Second-they have a lust for pizza that is without equal in this world. I’ve been bribing the Wee Folk with pizza on a regular basis for years, and in return they’ve given me their (admittedly erratic) loyalty. They call me the Za- Lord, and the little fair folk who take my pizza also serve in the Za-Lord’s Guard-which means, mostly, that the Wee Folk hang around my house hoping for extra pizza and protecting it from wee threats.
Toot-toot was their leader, and he and his folks had pulled off some very helpful tasks for me in the past. They had saved my life on more than one occasion. No one in the supernatural community ever expected everything of which they were capable. As a result, Toot and his kin are generally ignored. I tried to take that as a life lesson: never underestimate the little people.
This was a job that was right up Toot-toot’s alley. Almost literally.
“Do you know which car is his?” I asked.
Toot threw back his head, Yul Brynner style. “Of course! The blue one with this on the hood.” He threw his arms out and up at an angle and stood ramrod straight in a Y shape.
“Blue Mercedes, eh?” I asked. “Okay. Here’s what I want you to do…”
Five minutes later, I walked back around the side of the house to the front opposite the street.
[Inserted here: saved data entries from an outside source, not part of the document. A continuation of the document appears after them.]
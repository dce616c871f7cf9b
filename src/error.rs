//! Fatal conditions of a decode pass.
//!
//! Every variant aborts the whole pass; nothing here is retried or skipped.

use std::path::PathBuf;

use thiserror::Error;

#[derive(Debug, Error)]
pub enum CfgError {
    /// Path is missing, is a directory, or cannot be opened.
    #[error("the provided path {} doesn't exist, points to a directory or can't be opened", path.display())]
    SourceUnavailable { path: PathBuf },

    /// Caller precondition: a container must be bigger than its header.
    #[error("invalid file size ({size} byte[s])")]
    FileTooSmall { size: u64 },

    /// File size beyond what the u32 header can declare or the configured limit.
    #[error("file size 0x{size:X} exceeds the allowed maximum 0x{max:X}")]
    FileTooLarge { size: u64, max: u64 },

    #[error("file size in header (0x{declared:X}) doesn't match actual file size (0x{actual:X})")]
    SizeMismatch { declared: u64, actual: u64 },

    #[error("invalid name size field length for config entry at offset 0x{entry_offset:X} (0x{bytes_left:X} byte[s] left)")]
    TruncatedHeader { entry_offset: u64, bytes_left: u64 },

    #[error("invalid name/type/value size field length for config entry at offset 0x{entry_offset:X} (0x{bytes_left:X} byte[s] left, 0x{name_size:X}-byte long name)")]
    TruncatedName {
        entry_offset: u64,
        bytes_left: u64,
        name_size: u32,
    },

    #[error("invalid value field length for config entry at offset 0x{entry_offset:X} (0x{bytes_left:X} byte[s] left, 0x{value_size:X}-byte long value)")]
    TruncatedValue {
        entry_offset: u64,
        bytes_left: u64,
        value_size: u32,
    },

    #[error("invalid stringified name for config entry at offset 0x{entry_offset:X}")]
    MalformedName { entry_offset: u64 },

    #[error("name for config entry at offset 0x{entry_offset:X} doesn't hold an owner")]
    MissingOwner { entry_offset: u64 },

    #[error("invalid value size for config entry at offset 0x{entry_offset:X} (type 0x{type_byte:02X} expects 0x{expected:X} byte[s], got 0x{found:X})")]
    ValueSizeMismatch {
        entry_offset: u64,
        type_byte: u8,
        expected: usize,
        found: usize,
    },

    /// STR payload is not valid UTF-8.
    #[error("invalid string value for config entry at offset 0x{entry_offset:X}")]
    MalformedString { entry_offset: u64 },

    #[error("unknown config value type for entry at offset 0x{entry_offset:X} (0x{type_byte:02X})")]
    UnknownType { entry_offset: u64, type_byte: u8 },

    #[error("I/O error: {0}")]
    Io(#[from] std::io::Error),
}

impl CfgError {
    /// Offset of the record that triggered the error, if any.
    pub fn entry_offset(&self) -> Option<u64> {
        match self {
            CfgError::TruncatedHeader { entry_offset, .. }
            | CfgError::TruncatedName { entry_offset, .. }
            | CfgError::TruncatedValue { entry_offset, .. }
            | CfgError::MalformedName { entry_offset }
            | CfgError::MissingOwner { entry_offset }
            | CfgError::ValueSizeMismatch { entry_offset, .. }
            | CfgError::MalformedString { entry_offset }
            | CfgError::UnknownType { entry_offset, .. } => Some(*entry_offset),
            _ => None,
        }
    }
}

pub type Result<T> = std::result::Result<T, CfgError>;
use anyhow::{Context, Result};
use clap::Parser;
use std::io::Write;

use crate::config::{NxCfgConfig, RenderMode};
use crate::decoder::{decode_file, DecodeStats};
use crate::source::{check_preconditions, resolve_path};

#[derive(Parser, Debug)]
#[command(
    name = "nxcfg",
    version,
    about = "Dump a system settings container as [owner] / name = type!value lines",
    arg_required_else_help = true
)]
pub struct Cli {
    /// Path to the settings container (~ and $VARS are expanded)
    pub path: String,

    /// Collect all entries and print owners/names in sorted order (last duplicate wins)
    #[arg(long, conflicts_with = "stream")]
    pub sorted: bool,

    /// Print entries in stream order (default unless NXCFG_MODE says otherwise)
    #[arg(long)]
    pub stream: bool,

    /// Refuse files bigger than this many bytes
    #[arg(long)]
    pub max_size: Option<u64>,

    /// Print a one-line summary to stderr after a successful decode
    #[arg(long)]
    pub stats: bool,
}

impl Cli {
    /// Env-based config with CLI flags applied on top.
    pub fn config(&self) -> NxCfgConfig {
        self.config_from(NxCfgConfig::from_env())
    }

    /// Apply CLI flags on top of `base`.
    pub fn config_from(&self, base: NxCfgConfig) -> NxCfgConfig {
        let mut cfg = base;
        if self.sorted {
            cfg = cfg.with_mode(RenderMode::Sorted);
        } else if self.stream {
            cfg = cfg.with_mode(RenderMode::Stream);
        }
        if self.max_size.is_some() {
            cfg = cfg.with_max_file_size(self.max_size);
        }
        cfg.build()
    }
}

pub fn run() -> Result<()> {
    let cli = Cli::parse();
    let stdout = std::io::stdout();
    let mut out = stdout.lock();
    run_with(&cli, &cli.config(), &mut out)?;
    Ok(())
}

/// Resolve the path, check caller preconditions, decode into `out`.
pub fn run_with<W: Write>(cli: &Cli, cfg: &NxCfgConfig, out: &mut W) -> Result<DecodeStats> {
    log::debug!("{}", cfg);

    let path = resolve_path(&cli.path).with_context(|| format!("resolve path '{}'", cli.path))?;
    let size = check_preconditions(&path, cfg)?;

    let stats = decode_file(&path, size, cfg.mode, out)
        .with_context(|| format!("decode {}", path.display()))?;

    if cli.stats {
        log::info!("stats: {:?}", stats);
        eprintln!(
            "{}: {} record(s), {} owner(s), {} duplicate(s)",
            path.display(),
            stats.records,
            stats.owners,
            stats.duplicates
        );
    }
    Ok(stats)
}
Then I turned to face the house where the snoop was set up and put on my most ferocious scowl. I pointed directly at the curtained second-floor windows, then turned my hand over and crooked my finger, beckoning. Then I pointed to the ground right in front of me.
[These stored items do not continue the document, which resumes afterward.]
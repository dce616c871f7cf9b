//! record — последовательный обход записей контейнера настроек.
//!
//! Формат записи: [name_size u32][name][type u8][value_size u32][value].
//!
//! Обход строго вперёд по курсору; каждое нарушение структуры — фатальная ошибка,
//! после которой walker больше ничего не отдаёт (частичных результатов нет).
//!
//! Использование:
//!   let declared = header::read_and_validate(&mut r, size)?;
//!   let mut walker = RecordWalker::new(r, declared);
//!   while let Some(entry) = walker.next_entry()? { /* ... */ }

use byteorder::{LittleEndian, ReadBytesExt};
use log::{debug, trace};
use std::io::Read;

use crate::consts::{HDR_SIZE, OWNER_SEPARATOR, REC_NAME_SIZE_LEN, REC_TYPE_VSIZE_LEN};
use crate::error::{CfgError, Result};
use crate::value::{SettingType, SettingValue};

/// Одна полностью провалидированная запись.
#[derive(Debug, Clone, PartialEq, Eq)]
pub struct Entry {
    pub owner: String,
    pub name: String,
    pub value: SettingValue,
    /// Смещение начала записи (только для диагностики).
    pub entry_offset: u64,
}

/// Разделить составное имя "owner!setting" по первому '!'.
/// Обе части могут быть пустыми.
#[inline]
pub fn split_owner(full: &str) -> Option<(&str, &str)> {
    full.split_once(OWNER_SEPARATOR)
}

/// Проверить сырое имя: валидный UTF-8, ровно один завершающий NUL и никаких других NUL.
/// Длина сравнивается в символах: после отрезания NUL должно остаться name_size - 1
/// символов, поэтому любое многобайтовое имя отвергается.
fn decode_name(raw: &[u8], entry_offset: u64) -> Result<&str> {
    let s = std::str::from_utf8(raw).map_err(|_| CfgError::MalformedName { entry_offset })?;
    let stripped = s.trim_end_matches('\0');
    if stripped.chars().count() + 1 != raw.len() || stripped.contains('\0') {
        return Err(CfgError::MalformedName { entry_offset });
    }
    Ok(stripped)
}

pub struct RecordWalker<R: Read> {
    reader: R,
    offset: u64,
    size: u64,
    failed: bool,
}

impl<R: Read> RecordWalker<R> {
    /// `reader` must already be positioned right after the container header.
    pub fn new(reader: R, declared_size: u32) -> Self {
        Self {
            reader,
            offset: HDR_SIZE as u64,
            size: declared_size as u64,
            failed: false,
        }
    }

    /// Текущая позиция курсора (абсолютное смещение в контейнере).
    pub fn offset(&self) -> u64 {
        self.offset
    }

    /// Считать следующую запись.
    ///
    /// - Ok(Some(entry)) — запись прочитана и провалидирована;
    /// - Ok(None)        — курсор ровно на declared_size, обход завершён;
    /// - Err(e)          — нарушение структуры, дальнейшие вызовы вернут Ok(None).
    pub fn next_entry(&mut self) -> Result<Option<Entry>> {
        if self.failed || self.offset >= self.size {
            return Ok(None);
        }
        let res = self.read_entry();
        if res.is_err() {
            self.failed = true;
        }
        res.map(Some)
    }

    fn bytes_left(&self) -> u64 {
        self.size.saturating_sub(self.offset)
    }

    fn read_entry(&mut self) -> Result<Entry> {
        let entry_offset = self.offset;

        // 1) name_size
        if self.bytes_left() < REC_NAME_SIZE_LEN as u64 {
            return Err(CfgError::TruncatedHeader {
                entry_offset,
                bytes_left: self.bytes_left(),
            });
        }
        let name_size = self.reader.read_u32::<LittleEndian>()?;
        self.offset += REC_NAME_SIZE_LEN as u64;

        // 2) имя + обязательные type/value_size должны поместиться
        if name_size == 0
            || self.offset + name_size as u64 + REC_TYPE_VSIZE_LEN as u64 > self.size
        {
            return Err(CfgError::TruncatedName {
                entry_offset,
                bytes_left: self.bytes_left(),
                name_size,
            });
        }

        // 3) имя
        let mut name_raw = vec![0u8; name_size as usize];
        self.reader.read_exact(&mut name_raw)?;
        self.offset += name_size as u64;
        let full_name = decode_name(&name_raw, entry_offset)?;

        // 4-5) owner!setting
        let (owner, name) =
            split_owner(full_name).ok_or(CfgError::MissingOwner { entry_offset })?;
        let (owner, name) = (owner.to_string(), name.to_string());

        // 6) type + value_size (место уже зарезервировано проверкой 2)
        let type_byte = self.reader.read_u8()?;
        let value_size = self.reader.read_u32::<LittleEndian>()?;
        self.offset += REC_TYPE_VSIZE_LEN as u64;
        trace!(
            "entry@0x{:X}: name_size=0x{:X} type=0x{:02X} value_size=0x{:X}",
            entry_offset,
            name_size,
            type_byte,
            value_size
        );

        // 7) значение
        if self.offset + value_size as u64 > self.size {
            return Err(CfgError::TruncatedValue {
                entry_offset,
                bytes_left: self.bytes_left(),
                value_size,
            });
        }

        // 8) значение целиком
        let mut raw = vec![0u8; value_size as usize];
        self.reader.read_exact(&mut raw)?;
        self.offset += value_size as u64;

        // 9-10) тег и ширина значения
        let kind = SettingType::from_tag(type_byte).ok_or(CfgError::UnknownType {
            entry_offset,
            type_byte,
        })?;
        let value = SettingValue::decode(kind, &raw, entry_offset)?;

        debug!("entry@0x{:X}: [{}] {} = {}", entry_offset, owner, name, value);
        Ok(Entry {
            owner,
            name,
            value,
            entry_offset,
        })
    }
}

impl<R: Read> Iterator for RecordWalker<R> {
    type Item = Result<Entry>;

    fn next(&mut self) -> Option<Self::Item> {
        self.next_entry().transpose()
    }
}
One of the curtains might have twitched. I gave it a slow count of five, and then started walking briskly toward the other boardinghouse, crossing the busy street in the process.
A young man in his twenties wearing khaki shorts and a green T-shirt came rushing out of the converted boardinghouse and ran toward a blue Mercedes parked on the street, an expensive camera hanging around his neck.
I kept walking, not changing my pace.
He rushed around to the driver’s door, pointing some kind of handheld device at the car. Then he clawed at the door but it stayed closed. He shot another glance at me, and then tried to insert his key into the lock. Then he blinked and stared at his key as he pulled it back trailing streamers of a rubbery pink substance-bubble gum.
“I wouldn’t bother,” I said as I got closer. “Look at the tires.”